DATASET ENTRIES =
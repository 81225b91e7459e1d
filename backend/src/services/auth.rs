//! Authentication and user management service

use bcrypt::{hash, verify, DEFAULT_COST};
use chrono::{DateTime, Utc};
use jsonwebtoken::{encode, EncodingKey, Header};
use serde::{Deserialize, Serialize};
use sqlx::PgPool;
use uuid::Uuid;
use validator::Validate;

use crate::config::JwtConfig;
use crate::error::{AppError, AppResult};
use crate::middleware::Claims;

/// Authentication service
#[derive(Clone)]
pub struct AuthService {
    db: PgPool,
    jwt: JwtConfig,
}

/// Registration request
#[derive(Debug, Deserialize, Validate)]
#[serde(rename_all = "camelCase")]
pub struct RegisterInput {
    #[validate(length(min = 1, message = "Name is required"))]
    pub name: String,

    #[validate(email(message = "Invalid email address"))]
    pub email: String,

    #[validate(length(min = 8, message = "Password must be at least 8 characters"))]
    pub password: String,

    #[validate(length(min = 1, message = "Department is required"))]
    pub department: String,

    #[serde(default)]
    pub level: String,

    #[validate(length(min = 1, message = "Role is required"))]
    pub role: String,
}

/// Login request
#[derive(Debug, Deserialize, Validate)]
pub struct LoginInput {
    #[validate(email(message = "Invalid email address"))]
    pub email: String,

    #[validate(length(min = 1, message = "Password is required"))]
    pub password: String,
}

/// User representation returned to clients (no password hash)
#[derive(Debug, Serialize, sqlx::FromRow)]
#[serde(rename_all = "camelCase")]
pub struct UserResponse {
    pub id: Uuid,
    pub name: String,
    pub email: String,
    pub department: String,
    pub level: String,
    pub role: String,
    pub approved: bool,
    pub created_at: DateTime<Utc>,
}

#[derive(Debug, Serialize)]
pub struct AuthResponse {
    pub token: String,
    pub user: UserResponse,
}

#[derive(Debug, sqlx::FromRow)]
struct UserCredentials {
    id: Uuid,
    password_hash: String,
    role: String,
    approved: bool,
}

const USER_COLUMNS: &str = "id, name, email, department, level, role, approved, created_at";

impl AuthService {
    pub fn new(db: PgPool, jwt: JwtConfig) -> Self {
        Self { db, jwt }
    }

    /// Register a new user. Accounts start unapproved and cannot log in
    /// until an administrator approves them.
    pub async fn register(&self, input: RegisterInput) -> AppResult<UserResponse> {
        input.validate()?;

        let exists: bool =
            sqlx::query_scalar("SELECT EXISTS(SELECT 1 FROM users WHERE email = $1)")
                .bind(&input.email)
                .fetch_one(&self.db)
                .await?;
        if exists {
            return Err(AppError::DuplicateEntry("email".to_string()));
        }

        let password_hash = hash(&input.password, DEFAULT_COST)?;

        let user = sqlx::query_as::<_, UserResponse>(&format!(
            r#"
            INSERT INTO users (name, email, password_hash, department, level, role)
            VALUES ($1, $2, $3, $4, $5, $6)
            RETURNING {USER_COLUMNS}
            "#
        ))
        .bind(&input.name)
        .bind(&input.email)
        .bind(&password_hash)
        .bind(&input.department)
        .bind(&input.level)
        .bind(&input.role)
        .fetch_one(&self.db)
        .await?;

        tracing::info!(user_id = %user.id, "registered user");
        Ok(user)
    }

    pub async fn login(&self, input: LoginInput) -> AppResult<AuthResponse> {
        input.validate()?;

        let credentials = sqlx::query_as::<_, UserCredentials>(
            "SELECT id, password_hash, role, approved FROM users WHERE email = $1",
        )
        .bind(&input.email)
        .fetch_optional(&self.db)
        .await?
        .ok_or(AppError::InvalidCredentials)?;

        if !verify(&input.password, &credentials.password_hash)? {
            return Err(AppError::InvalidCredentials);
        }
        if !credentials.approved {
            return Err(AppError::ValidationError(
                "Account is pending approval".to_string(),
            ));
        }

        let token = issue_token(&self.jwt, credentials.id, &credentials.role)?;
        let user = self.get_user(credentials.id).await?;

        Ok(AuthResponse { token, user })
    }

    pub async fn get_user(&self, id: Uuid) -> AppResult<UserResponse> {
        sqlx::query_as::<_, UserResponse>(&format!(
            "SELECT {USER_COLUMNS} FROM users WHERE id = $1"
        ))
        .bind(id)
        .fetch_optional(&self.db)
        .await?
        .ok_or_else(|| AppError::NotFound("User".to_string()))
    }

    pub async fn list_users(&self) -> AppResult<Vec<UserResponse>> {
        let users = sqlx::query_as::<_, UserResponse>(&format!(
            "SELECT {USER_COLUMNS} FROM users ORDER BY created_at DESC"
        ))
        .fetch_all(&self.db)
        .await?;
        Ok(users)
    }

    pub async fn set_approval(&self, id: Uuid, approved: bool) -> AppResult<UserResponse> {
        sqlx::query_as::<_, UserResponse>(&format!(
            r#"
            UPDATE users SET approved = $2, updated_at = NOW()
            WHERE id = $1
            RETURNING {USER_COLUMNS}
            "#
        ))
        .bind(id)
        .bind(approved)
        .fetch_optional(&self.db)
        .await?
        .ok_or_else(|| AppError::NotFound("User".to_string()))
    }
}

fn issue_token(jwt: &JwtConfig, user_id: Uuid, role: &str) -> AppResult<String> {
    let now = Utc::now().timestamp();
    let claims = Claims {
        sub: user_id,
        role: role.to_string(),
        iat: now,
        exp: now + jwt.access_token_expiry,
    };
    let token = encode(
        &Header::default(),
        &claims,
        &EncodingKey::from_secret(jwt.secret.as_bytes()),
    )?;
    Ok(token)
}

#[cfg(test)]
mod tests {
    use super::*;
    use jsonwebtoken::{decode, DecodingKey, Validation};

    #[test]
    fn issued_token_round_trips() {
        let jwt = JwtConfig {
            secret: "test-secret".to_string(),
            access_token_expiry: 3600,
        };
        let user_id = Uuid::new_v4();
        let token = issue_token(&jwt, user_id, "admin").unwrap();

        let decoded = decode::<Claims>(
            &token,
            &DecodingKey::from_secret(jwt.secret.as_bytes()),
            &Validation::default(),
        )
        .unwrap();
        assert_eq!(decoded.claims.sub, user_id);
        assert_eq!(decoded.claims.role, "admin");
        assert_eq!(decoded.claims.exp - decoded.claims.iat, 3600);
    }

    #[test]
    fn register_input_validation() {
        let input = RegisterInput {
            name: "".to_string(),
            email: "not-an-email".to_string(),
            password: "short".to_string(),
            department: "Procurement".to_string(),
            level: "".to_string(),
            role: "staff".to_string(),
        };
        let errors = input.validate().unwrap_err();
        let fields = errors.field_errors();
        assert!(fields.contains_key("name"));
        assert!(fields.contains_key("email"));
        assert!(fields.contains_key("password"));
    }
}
--
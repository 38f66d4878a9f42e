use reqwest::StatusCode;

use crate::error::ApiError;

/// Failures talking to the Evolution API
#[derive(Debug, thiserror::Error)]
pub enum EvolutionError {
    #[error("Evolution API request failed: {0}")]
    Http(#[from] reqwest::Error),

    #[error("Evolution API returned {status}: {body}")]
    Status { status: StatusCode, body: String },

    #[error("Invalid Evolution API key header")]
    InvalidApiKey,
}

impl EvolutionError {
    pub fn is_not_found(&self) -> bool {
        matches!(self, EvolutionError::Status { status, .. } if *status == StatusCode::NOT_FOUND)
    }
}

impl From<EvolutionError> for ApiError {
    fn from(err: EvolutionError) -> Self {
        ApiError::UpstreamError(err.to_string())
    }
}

WORK TASK = Could you state how many lines in the entries contain the word "body"? Reply with nothing but the number.

RESPONSE = 2